Stored items:

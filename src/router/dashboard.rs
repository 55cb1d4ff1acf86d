//! Per-user dashboard figures.

use axum::extract::State;
use axum::{Extension, Json};
use chrono::{DateTime, Utc};
use serde::Serialize;

use crate::AppState;
use crate::activity::{ActivityKind, ActivityRecord, ClientMeta};
use crate::error::Result;
use crate::middleware::CurrentUser;

#[derive(Debug, Serialize)]
#[serde(rename_all = "camelCase")]
pub struct UserStats {
    pub recent_activities: Vec<ActivityRecord>,
    pub total_activities: i64,
    pub last_login: Option<DateTime<Utc>>,
}

/// Handler for the current account's dashboard: recent records, the total,
/// and the last recorded login.
pub async fn user_stats(
    State(state): State<AppState>,
    Extension(user): Extension<CurrentUser>,
    meta: ClientMeta,
) -> Result<Json<UserStats>> {
    state
        .activity
        .record(
            user.account.id,
            ActivityKind::DashboardView,
            "User viewed their dashboard",
            &meta,
        )
        .await;

    let page = state.activity.page(user.account.id, 0, 10).await?;
    let last_login = page
        .items
        .iter()
        .find(|record| record.kind == ActivityKind::Login)
        .map(|record| record.timestamp);

    Ok(Json(UserStats {
        recent_activities: page.items,
        total_activities: page.total,
        last_login,
    }))
}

WHAT NEEDS TO BE DONE:
The expected answer is a copy of each line in the records that holds the word "Result".

SOLUTION TO THIS EXERCISE:
use crate::error::Result;
) -> Result<Json<UserStats>> {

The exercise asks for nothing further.